Saturday, March 10, 2007

Online Stress Test

WHEN STOCK MARKETS everywhere took a big hit last Tuesday, volume on the New York Stock Exchange nearly doubled its typical level, topping 4 billion shares for the first time ever. We thought that offered the perfect opportunity to see how some of the online brokers reviewed here coped with extremely traffic.

In short, the bigger the broker, the slower the site.

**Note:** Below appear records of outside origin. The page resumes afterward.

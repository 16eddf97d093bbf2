//! Course discussion forum

use chrono::Utc;
use sea_orm::sea_query::Expr;
use sea_orm::{
    ActiveModelTrait, ColumnTrait, DatabaseConnection, EntityTrait, QueryFilter, QueryOrder, Set,
    TransactionTrait,
};
use serde::Serialize;
use tracing::info;

use super::{ensure_participant, load_course, new_id, required};
use crate::domain::Actor;
use crate::infrastructure::database::entities::{forum_post, forum_reply};
use crate::shared::errors::{DomainError, DomainResult};

#[derive(Debug, Clone, Serialize)]
pub struct PostWithReplies {
    #[serde(flatten)]
    pub post: forum_post::Model,
    pub replies: Vec<forum_reply::Model>,
}

pub struct ForumService {
    db: DatabaseConnection,
}

impl ForumService {
    pub fn new(db: DatabaseConnection) -> Self {
        Self { db }
    }

    pub async fn create_post(&self, actor: &Actor, course_id: &str, title: &str, body: &str) -> DomainResult<forum_post::Model> {
        let course = load_course(&self.db, course_id).await?;
        ensure_participant(&self.db, actor, &course).await?;
        let now = Utc::now();
        let post = forum_post::ActiveModel {
            id: Set(new_id()),
            course_id: Set(course_id.to_string()),
            author_id: Set(actor.user_id.clone()),
            title: Set(required("title", title)?),
            body: Set(required("body", body)?),
            upvotes: Set(0),
            best_reply_id: Set(None),
            is_pinned: Set(false),
            created_at: Set(now),
            updated_at: Set(now),
        }
        .insert(&self.db)
        .await?;
        info!(post_id = %post.id, course_id, "Forum post created");
        Ok(post)
    }

    /// Pinned posts first, then newest.
    pub async fn list_posts(&self, course_id: &str) -> DomainResult<Vec<forum_post::Model>> {
        Ok(forum_post::Entity::find()
            .filter(forum_post::Column::CourseId.eq(course_id))
            .order_by_desc(forum_post::Column::IsPinned)
            .order_by_desc(forum_post::Column::CreatedAt)
            .all(&self.db)
            .await?)
    }

    pub async fn get_post(&self, post_id: &str) -> DomainResult<PostWithReplies> {
        let post = self.load_post(post_id).await?;
        let replies = forum_reply::Entity::find()
            .filter(forum_reply::Column::PostId.eq(post_id))
            .order_by_desc(forum_reply::Column::IsBest)
            .order_by_asc(forum_reply::Column::CreatedAt)
            .all(&self.db)
            .await?;
        Ok(PostWithReplies { post, replies })
    }

    pub async fn reply(&self, actor: &Actor, post_id: &str, body: &str) -> DomainResult<forum_reply::Model> {
        let post = self.load_post(post_id).await?;
        let course = load_course(&self.db, &post.course_id).await?;
        ensure_participant(&self.db, actor, &course).await?;
        Ok(forum_reply::ActiveModel {
            id: Set(new_id()),
            post_id: Set(post_id.to_string()),
            author_id: Set(actor.user_id.clone()),
            body: Set(required("body", body)?),
            upvotes: Set(0),
            is_best: Set(false),
            created_at: Set(Utc::now()),
        }
        .insert(&self.db)
        .await?)
    }

    pub async fn upvote_post(&self, post_id: &str) -> DomainResult<forum_post::Model> {
        let res = forum_post::Entity::update_many()
            .col_expr(forum_post::Column::Upvotes, Expr::col(forum_post::Column::Upvotes).add(1))
            .filter(forum_post::Column::Id.eq(post_id))
            .exec(&self.db)
            .await?;
        if res.rows_affected == 0 {
            return Err(DomainError::not_found("Forum post", post_id));
        }
        self.load_post(post_id).await
    }

    pub async fn upvote_reply(&self, reply_id: &str) -> DomainResult<forum_reply::Model> {
        let res = forum_reply::Entity::update_many()
            .col_expr(forum_reply::Column::Upvotes, Expr::col(forum_reply::Column::Upvotes).add(1))
            .filter(forum_reply::Column::Id.eq(reply_id))
            .exec(&self.db)
            .await?;
        if res.rows_affected == 0 {
            return Err(DomainError::not_found("Forum reply", reply_id));
        }
        self.load_reply(reply_id).await
    }

    /// Post author or course teacher. Replaces any previous best answer.
    pub async fn mark_best_answer(&self, actor: &Actor, post_id: &str, reply_id: &str) -> DomainResult<PostWithReplies> {
        let post = self.load_post(post_id).await?;
        let course = load_course(&self.db, &post.course_id).await?;
        if post.author_id != actor.user_id && !actor.owns(&course.teacher_id) {
            return Err(DomainError::forbidden("Only the author or the course teacher can pick the best answer"));
        }
        let reply = self.load_reply(reply_id).await?;
        if reply.post_id != post_id {
            return Err(DomainError::validation("Reply belongs to another post"));
        }

        let txn = self.db.begin().await?;
        forum_reply::Entity::update_many()
            .col_expr(forum_reply::Column::IsBest, Expr::value(false))
            .filter(forum_reply::Column::PostId.eq(post_id))
            .exec(&txn)
            .await?;
        let mut best: forum_reply::ActiveModel = reply.into();
        best.is_best = Set(true);
        best.update(&txn).await?;
        let mut active: forum_post::ActiveModel = post.into();
        active.best_reply_id = Set(Some(reply_id.to_string()));
        active.updated_at = Set(Utc::now());
        active.update(&txn).await?;
        txn.commit().await?;

        info!(post_id, reply_id, "Best answer marked");
        self.get_post(post_id).await
    }

    /// Course teacher only.
    pub async fn set_pinned(&self, actor: &Actor, post_id: &str, pinned: bool) -> DomainResult<forum_post::Model> {
        let post = self.load_post(post_id).await?;
        let course = load_course(&self.db, &post.course_id).await?;
        actor.ensure_owns(&course.teacher_id, "course")?;
        let mut active: forum_post::ActiveModel = post.into();
        active.is_pinned = Set(pinned);
        active.updated_at = Set(Utc::now());
        Ok(active.update(&self.db).await?)
    }

    pub async fn delete_post(&self, actor: &Actor, post_id: &str) -> DomainResult<()> {
        let post = self.load_post(post_id).await?;
        let course = load_course(&self.db, &post.course_id).await?;
        if post.author_id != actor.user_id && !actor.owns(&course.teacher_id) {
            return Err(DomainError::forbidden("You cannot delete this post"));
        }
        let txn = self.db.begin().await?;
        forum_reply::Entity::delete_many()
            .filter(forum_reply::Column::PostId.eq(post_id))
            .exec(&txn)
            .await?;
        forum_post::Entity::delete_by_id(post_id.to_string()).exec(&txn).await?;
        txn.commit().await?;
        info!(post_id, "Forum post deleted");
        Ok(())
    }

    pub async fn delete_reply(&self, actor: &Actor, reply_id: &str) -> DomainResult<()> {
        let reply = self.load_reply(reply_id).await?;
        let post = self.load_post(&reply.post_id).await?;
        let course = load_course(&self.db, &post.course_id).await?;
        if reply.author_id != actor.user_id && !actor.owns(&course.teacher_id) {
            return Err(DomainError::forbidden("You cannot delete this reply"));
        }
        let txn = self.db.begin().await?;
        if post.best_reply_id.as_deref() == Some(reply_id) {
            let mut active: forum_post::ActiveModel = post.into();
            active.best_reply_id = Set(None);
            active.update(&txn).await?;
        }
        forum_reply::Entity::delete_by_id(reply_id.to_string()).exec(&txn).await?;
        txn.commit().await?;
        Ok(())
    }

    async fn load_post(&self, post_id: &str) -> DomainResult<forum_post::Model> {
        forum_post::Entity::find_by_id(post_id.to_string())
            .one(&self.db)
            .await?
            .ok_or_else(|| DomainError::not_found("Forum post", post_id))
    }

    async fn load_reply(&self, reply_id: &str) -> DomainResult<forum_reply::Model> {
        forum_reply::Entity::find_by_id(reply_id.to_string())
            .one(&self.db)
            .await?
            .ok_or_else(|| DomainError::not_found("Forum reply", reply_id))
    }
}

Most large brokers’ infrastructure can only allow a small fraction of their customer base to log on at one time. I poked around Schwab.com, Etrade.com, TDAmeritrade, Fidelity, Scottrade, optionsXpress, OptionsHouse, TradeKing and thinkorswim’s Websites. I looked at quotes, searched for a covered call to trade, and tried to enter an order.

Schwab was running extremely slowly, and actually tossed me out when I attempted to enter an order. When I sought to enter a covered call order on E*Trade, the option quote wouldn’t come up. TD Ameritrade shifted to delayed quotes (instead of real-time), but I was able to enter an order. Fidelity was sluggish yet it too let me enter an order. Although they seemed a little slower than they did the previous week, OptionsHouse, TradeKing and optionsxpress weren’t running at glacially slow speeds All three let me enter an order. Thinkorswim was plugging along as though there was nothing extraordinary happening.

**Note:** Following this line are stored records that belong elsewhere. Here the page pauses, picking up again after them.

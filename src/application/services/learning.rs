//! Lesson progress and learning paths

use std::collections::HashSet;
use std::sync::Arc;

use chrono::Utc;
use sea_orm::{
    ActiveModelTrait, ColumnTrait, DatabaseConnection, EntityTrait, PaginatorTrait, QueryFilter,
    QueryOrder, Set,
};
use serde::Serialize;
use tracing::info;

use super::enrollment::{find_enrollment, set_progress};
use super::{load_course, load_lesson, new_id, required};
use crate::domain::enrollment::{progress_from_lessons, EnrollmentStatus};
use crate::domain::Actor;
use crate::infrastructure::cache::CacheService;
use crate::infrastructure::database::entities::{
    course, enrollment, learning_path, learning_path_course, lesson, lesson_progress,
};
use crate::shared::errors::{DomainError, DomainResult};

#[derive(Debug, Clone, Serialize)]
pub struct CourseProgress {
    pub course_id: String,
    pub completed_lessons: u64,
    pub total_lessons: u64,
    pub percent: i32,
    pub completed_lesson_ids: Vec<String>,
}

#[derive(Debug, Clone, Serialize)]
pub struct PathCourse {
    pub position: i32,
    pub course: course::Model,
    pub completed: bool,
}

#[derive(Debug, Clone, Serialize)]
pub struct PathDetails {
    #[serde(flatten)]
    pub path: learning_path::Model,
    pub courses: Vec<PathCourse>,
    pub completed_courses: usize,
    pub percent: i32,
}

pub struct LearningService {
    db: DatabaseConnection,
    cache: Arc<CacheService>,
}

impl LearningService {
    pub fn new(db: DatabaseConnection, cache: Arc<CacheService>) -> Self {
        Self { db, cache }
    }

    /// Mark a lesson done and recompute the enrollment's progress.
    pub async fn complete_lesson(
        &self,
        student_id: &str,
        lesson_id: &str,
        time_spent_seconds: Option<i32>,
    ) -> DomainResult<CourseProgress> {
        let lesson_model = load_lesson(&self.db, lesson_id).await?;
        let enrolled = find_enrollment(&self.db, student_id, &lesson_model.course_id)
            .await?
            .filter(|e| e.status.is_live())
            .ok_or_else(|| DomainError::forbidden("You must be enrolled in this course"))?;

        let now = Utc::now();
        let existing = lesson_progress::Entity::find()
            .filter(lesson_progress::Column::StudentId.eq(student_id))
            .filter(lesson_progress::Column::LessonId.eq(lesson_id))
            .one(&self.db)
            .await?;
        let extra = time_spent_seconds.unwrap_or(0).max(0);
        match existing {
            Some(p) => {
                let was_completed = p.completed;
                let spent = p.time_spent_seconds;
                let mut active: lesson_progress::ActiveModel = p.into();
                active.completed = Set(true);
                if !was_completed {
                    active.completed_at = Set(Some(now));
                }
                active.time_spent_seconds = Set(spent + extra);
                active.updated_at = Set(now);
                active.update(&self.db).await?;
            }
            None => {
                lesson_progress::ActiveModel {
                    id: Set(new_id()),
                    student_id: Set(student_id.to_string()),
                    lesson_id: Set(lesson_id.to_string()),
                    course_id: Set(lesson_model.course_id.clone()),
                    completed: Set(true),
                    completed_at: Set(Some(now)),
                    time_spent_seconds: Set(extra),
                    updated_at: Set(now),
                }
                .insert(&self.db)
                .await?;
            }
        }

        let progress = self.course_progress(student_id, &lesson_model.course_id).await?;
        if enrolled.status == EnrollmentStatus::Active && enrolled.progress_percent != progress.percent {
            set_progress(&self.db, enrolled, progress.percent).await?;
        }
        self.cache.delete_pattern(&format!("dashboard:*:{}", student_id));
        info!(student_id, lesson_id, percent = progress.percent, "Lesson completed");
        Ok(progress)
    }

    pub async fn course_progress(&self, student_id: &str, course_id: &str) -> DomainResult<CourseProgress> {
        let total = lesson::Entity::find()
            .filter(lesson::Column::CourseId.eq(course_id))
            .count(&self.db)
            .await?;
        let completed_lesson_ids: Vec<String> = lesson_progress::Entity::find()
            .filter(lesson_progress::Column::StudentId.eq(student_id))
            .filter(lesson_progress::Column::CourseId.eq(course_id))
            .filter(lesson_progress::Column::Completed.eq(true))
            .all(&self.db)
            .await?
            .into_iter()
            .map(|p| p.lesson_id)
            .collect();
        let completed = completed_lesson_ids.len() as u64;
        Ok(CourseProgress {
            course_id: course_id.to_string(),
            completed_lessons: completed,
            total_lessons: total,
            percent: progress_from_lessons(completed, total),
            completed_lesson_ids,
        })
    }

    pub async fn create_path(&self, actor: &Actor, title: &str, description: Option<String>) -> DomainResult<learning_path::Model> {
        actor.ensure_teacher()?;
        let created = learning_path::ActiveModel {
            id: Set(new_id()),
            title: Set(required("title", title)?),
            description: Set(description),
            created_by: Set(actor.user_id.clone()),
            created_at: Set(Utc::now()),
        }
        .insert(&self.db)
        .await?;
        info!(path_id = %created.id, "Learning path created");
        Ok(created)
    }

    /// Appends the course at the end of the path.
    pub async fn add_course_to_path(&self, actor: &Actor, path_id: &str, course_id: &str) -> DomainResult<learning_path_course::Model> {
        let path = self.load_path(path_id).await?;
        actor.ensure_owns(&path.created_by, "learning path")?;
        load_course(&self.db, course_id).await?;
        let linked = learning_path_course::Entity::find_by_id((path_id.to_string(), course_id.to_string()))
            .one(&self.db)
            .await?;
        if linked.is_some() {
            return Err(DomainError::Conflict("Course is already in the path".into()));
        }
        let last = learning_path_course::Entity::find()
            .filter(learning_path_course::Column::PathId.eq(path_id))
            .order_by_desc(learning_path_course::Column::Position)
            .one(&self.db)
            .await?;
        Ok(learning_path_course::ActiveModel {
            path_id: Set(path_id.to_string()),
            course_id: Set(course_id.to_string()),
            position: Set(last.map(|l| l.position).unwrap_or(0) + 1),
        }
        .insert(&self.db)
        .await?)
    }

    /// Path with per-course completion for `student_id`.
    pub async fn get_path(&self, path_id: &str, student_id: &str) -> DomainResult<PathDetails> {
        let path = self.load_path(path_id).await?;
        let links = learning_path_course::Entity::find()
            .filter(learning_path_course::Column::PathId.eq(path_id))
            .order_by_asc(learning_path_course::Column::Position)
            .all(&self.db)
            .await?;
        let completed: HashSet<String> = enrollment::Entity::find()
            .filter(enrollment::Column::StudentId.eq(student_id))
            .filter(enrollment::Column::Status.eq(EnrollmentStatus::Completed))
            .all(&self.db)
            .await?
            .into_iter()
            .map(|e| e.course_id)
            .collect();

        let mut courses = Vec::with_capacity(links.len());
        for link in links {
            let course = load_course(&self.db, &link.course_id).await?;
            courses.push(PathCourse {
                position: link.position,
                completed: completed.contains(&course.id),
                course,
            });
        }
        let done = courses.iter().filter(|c| c.completed).count();
        Ok(PathDetails {
            percent: progress_from_lessons(done as u64, courses.len() as u64),
            completed_courses: done,
            path,
            courses,
        })
    }

    pub async fn list_paths(&self) -> DomainResult<Vec<learning_path::Model>> {
        Ok(learning_path::Entity::find()
            .order_by_desc(learning_path::Column::CreatedAt)
            .all(&self.db)
            .await?)
    }

    async fn load_path(&self, path_id: &str) -> DomainResult<learning_path::Model> {
        learning_path::Entity::find_by_id(path_id.to_string())
            .one(&self.db)
            .await?
            .ok_or_else(|| DomainError::not_found("Learning path", path_id))
    }
}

I brought up software from Schwab’s CyberTrader, MB Trading, Interactive Brokers and Terra Nova Trading. Cyber was OK even though the web-based Schwab offerings (including Street Smart Pro) were slow. The others looked fine, too. Quotes, especially from the NYSE, seemed to be loading more slowly than usual, but subsequent reports have said the exchanges were swamped, so the problem might not have been endemic to the brokers.

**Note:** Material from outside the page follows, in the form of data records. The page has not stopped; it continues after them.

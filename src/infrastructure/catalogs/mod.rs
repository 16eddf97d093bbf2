//! Third-party course catalogs used by course import
//!
//! Each client turns a provider's REST payloads into an [`ExternalCourse`].

pub mod coursera;
pub mod pluralsight;
pub mod udemy;
pub mod youtube;

use std::collections::HashMap;
use std::sync::Arc;
use std::time::Duration;

use async_trait::async_trait;
use serde::de::DeserializeOwned;

use crate::config::CatalogsConfig;
use crate::domain::course_import::{ExternalCourse, ImportProvider};
use crate::shared::errors::{InfraError, InfraResult};

pub use coursera::CourseraCatalog;
pub use pluralsight::PluralsightCatalog;
pub use udemy::UdemyCatalog;
pub use youtube::YoutubeCatalog;

#[async_trait]
pub trait CourseCatalog: Send + Sync {
    fn provider(&self) -> ImportProvider;

    async fn fetch_course(&self, external_id: &str) -> InfraResult<ExternalCourse>;
}

/// Configured catalogs keyed by provider.
#[derive(Clone, Default)]
pub struct CatalogRegistry {
    catalogs: HashMap<ImportProvider, Arc<dyn CourseCatalog>>,
}

impl CatalogRegistry {
    /// Register every provider that has credentials in `config`.
    pub fn from_config(config: &CatalogsConfig) -> InfraResult<Self> {
        let client = reqwest::Client::builder()
            .timeout(Duration::from_secs(config.request_timeout_secs.max(1)))
            .build()?;
        let mut registry = Self::default();
        if !config.udemy_client_id.is_empty() {
            registry.register(Arc::new(UdemyCatalog::new(client.clone(), config)));
        }
        if !config.coursera_api_key.is_empty() {
            registry.register(Arc::new(CourseraCatalog::new(client.clone(), config)));
        }
        if !config.pluralsight_api_key.is_empty() {
            registry.register(Arc::new(PluralsightCatalog::new(client.clone(), config)));
        }
        if !config.youtube_api_key.is_empty() {
            registry.register(Arc::new(YoutubeCatalog::new(client, config)));
        }
        Ok(registry)
    }

    pub fn register(&mut self, catalog: Arc<dyn CourseCatalog>) {
        self.catalogs.insert(catalog.provider(), catalog);
    }

    pub fn get(&self, provider: ImportProvider) -> Option<Arc<dyn CourseCatalog>> {
        self.catalogs.get(&provider).cloned()
    }

    pub fn providers(&self) -> Vec<ImportProvider> {
        let mut list: Vec<ImportProvider> = self.catalogs.keys().copied().collect();
        list.sort_by_key(|p| p.as_str());
        list
    }
}

/// Send a request and decode a JSON body, mapping non-2xx replies to
/// [`InfraError::Upstream`].
pub(crate) async fn fetch_json<T: DeserializeOwned>(
    service: &'static str,
    request: reqwest::RequestBuilder,
) -> InfraResult<T> {
    let response = request.send().await?;
    let status = response.status();
    if !status.is_success() {
        let body = response.text().await.unwrap_or_default();
        return Err(InfraError::Upstream {
            service,
            status: status.as_u16(),
            body,
        });
    }
    Ok(response.json::<T>().await?)
}

#[cfg(test)]
mod tests {
    use super::*;

    #[test]
    fn only_configured_providers_are_registered() {
        let mut cfg = CatalogsConfig::default();
        cfg.youtube_api_key = "k".into();
        let registry = CatalogRegistry::from_config(&cfg).unwrap();
        assert_eq!(registry.providers(), vec![ImportProvider::Youtube]);
        assert!(registry.get(ImportProvider::Udemy).is_none());
    }
}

Keynote Systems, which tests sites for loading speed, observed significant performance slowdowns for some of the nation’s leading online stock trading sites. According to their tests, many of the most popular Web sites suffered speed and availability hits. Keynote’s stock trading performance tool measures the time it takes to conduct a stock transaction from 10 geographic locations across the U.S.

Sites included in the Keynote web performance index like Ameritrade, Fidelity, Firstrade, Muriel Siebert, Schwab, ShareBuilder, TD Waterhouse and Wells Fargo, began slowing down Tuesday at 10:30 a.m. Pacific. Many of the sites took up to two times the normal time to complete an online trade, which is a big deal during a huge selloff. On a typical day, Keynote takes an average of 10-15 seconds to log into a broker’s site, get a quote, execute a transaction, and log out. While the markets went haywire, these measurements increased to 20-25 seconds, and up to one minute in some cases.

Abelardo Gonzalez, web performance manager at Keynote, says, “Keynote has never seen such significant slowdowns and limited availability among online trading sites since the index began in 2000.” Gonzales says that there was a 25% drop in the overall number of successful trades his firm was able to undertake on the broker sites that make up the firm’s index. That means it’s possible that upwards of 25% of investors attempting online trades between 1:30 p.m. and 4:30 p.m EST may not have been successful.

“I would imagine that this time was frustrating for online brokerage users,” he says.

By Wednesday morning, all the sites were back to normal, says Gonzales.

Published in Barron’s, March 5, 2007.